The alternative to storage virtualization at the block storage level is to present the storage to the application layer through a file system. In this case all the block storage is consolidated within one or more file systems. This raises the following questions: Which file system protocol should be used for optimum scalability, performance and manageability; and how will the multi-tenant requirements of the Archive Cloud services be addressed within the file system when it is not based on separate (virtual) block storage devices?

Traditional ECM solutions use tier 1 storage for databases and full text indexes (typically SAN attached Fibre Channel disks), and tier 3 storage for the archived objects (typically a NAS filer attached through a TCP/IP network). Storage tiers in this context characterize classes of storage: tier 1 being the fastest most expensive class of storage. Tier 3 is still online storage (as opposed to tape) but with low performance at low costs.

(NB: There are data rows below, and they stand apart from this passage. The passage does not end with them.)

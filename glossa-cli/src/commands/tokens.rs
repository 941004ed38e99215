//! Tokens command implementation

use super::LineEndingsArg;
use crate::config::CliConfig;
use crate::output::{JsonFormatter, TextFormatter, TokenFormatter};
use anyhow::{Context, Result};
use clap::Args;
use glossa_core::TokenStream;
use std::fs::File;
use std::io::{self, BufRead, BufReader, Write};
use std::path::PathBuf;

/// Arguments for the tokens command
#[derive(Debug, Args)]
pub struct TokensArgs {
    /// Input file
    #[arg(short, long, value_name = "FILE", required = true)]
    pub input: PathBuf,

    /// Output format
    #[arg(short, long, value_enum, default_value = "text")]
    pub format: OutputFormat,

    /// Line-terminator handling
    #[arg(long, value_enum)]
    pub line_endings: Option<LineEndingsArg>,
}

/// Supported token dump formats
#[derive(Debug, Clone, Copy, PartialEq, Eq, clap::ValueEnum)]
pub enum OutputFormat {
    /// One token per line with its kind
    Text,
    /// JSON array of tokens with kind and offset
    Json,
}

impl TokensArgs {
    /// Execute the tokens command
    pub fn execute(&self, config: &CliConfig) -> Result<()> {
        let file = File::open(&self.input)
            .with_context(|| format!("Failed to open input: {}", self.input.display()))?;
        let stdout = io::stdout();
        self.dump(config, BufReader::new(file), stdout.lock())
    }

    /// Tokenize `reader` and write the dump to `writer`
    pub fn dump<R: BufRead, W: Write>(&self, config: &CliConfig, reader: R, writer: W) -> Result<()> {
        let mut options = config.translation.tokenizer;
        if let Some(line_endings) = self.line_endings {
            options.line_endings = line_endings.into();
        }

        let stream = TokenStream::with_options(reader, options);
        let count = match self.format {
            OutputFormat::Text => self.write_tokens(stream, TextFormatter::new(writer))?,
            OutputFormat::Json => self.write_tokens(stream, JsonFormatter::new(writer))?,
        };

        log::info!("{count} tokens in {}", self.input.display());
        Ok(())
    }

    fn write_tokens<R: BufRead, F: TokenFormatter>(
        &self,
        stream: TokenStream<R>,
        mut formatter: F,
    ) -> Result<usize> {
        let mut count = 0;
        for token in stream {
            let token =
                token.with_context(|| format!("Failed to tokenize {}", self.input.display()))?;
            formatter.format_token(&token)?;
            count += 1;
        }
        formatter.finish()?;
        Ok(count)
    }
}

For large Archive Cloud solutions that are providing services to several large enterprise customers, a single monolithic NAS filer may not be sufficient to support the required number of files or I/O data rates. Deploying multiple NAS filers would add significant complexity, and typically also introduces multiple name spaces. In such cases the IBM Scale Out Network Attached Storage (SONAS) [13, 16, 26] could provide a scalable NAS solution with a single namespace and sufficient capacity and aggregate bandwidth. This solution uses the IBM General Parallel File System (GPFS™) [14, 27] internally, and exploits the GPFS wide striping capabilities to scale out across multiple midrange storage subsystems and achieve a large aggregate I/O performance.

However, neither the classical NAS filers nor SONAS are a good fit for the ECM tier 1 storage requirements from a performance perspective: As clients are connecting through a TCP/IP network using the NFS or CIFS protocols, the single-client performance is limited by this TCP/IP connection which is typically inferior to a direct Fibre Channel connection to block storage devices. For this reason, we are implementing the storage infrastructure for the Archive Cloud by using GPFS natively rather than in the back-end of a scale out NAS solution.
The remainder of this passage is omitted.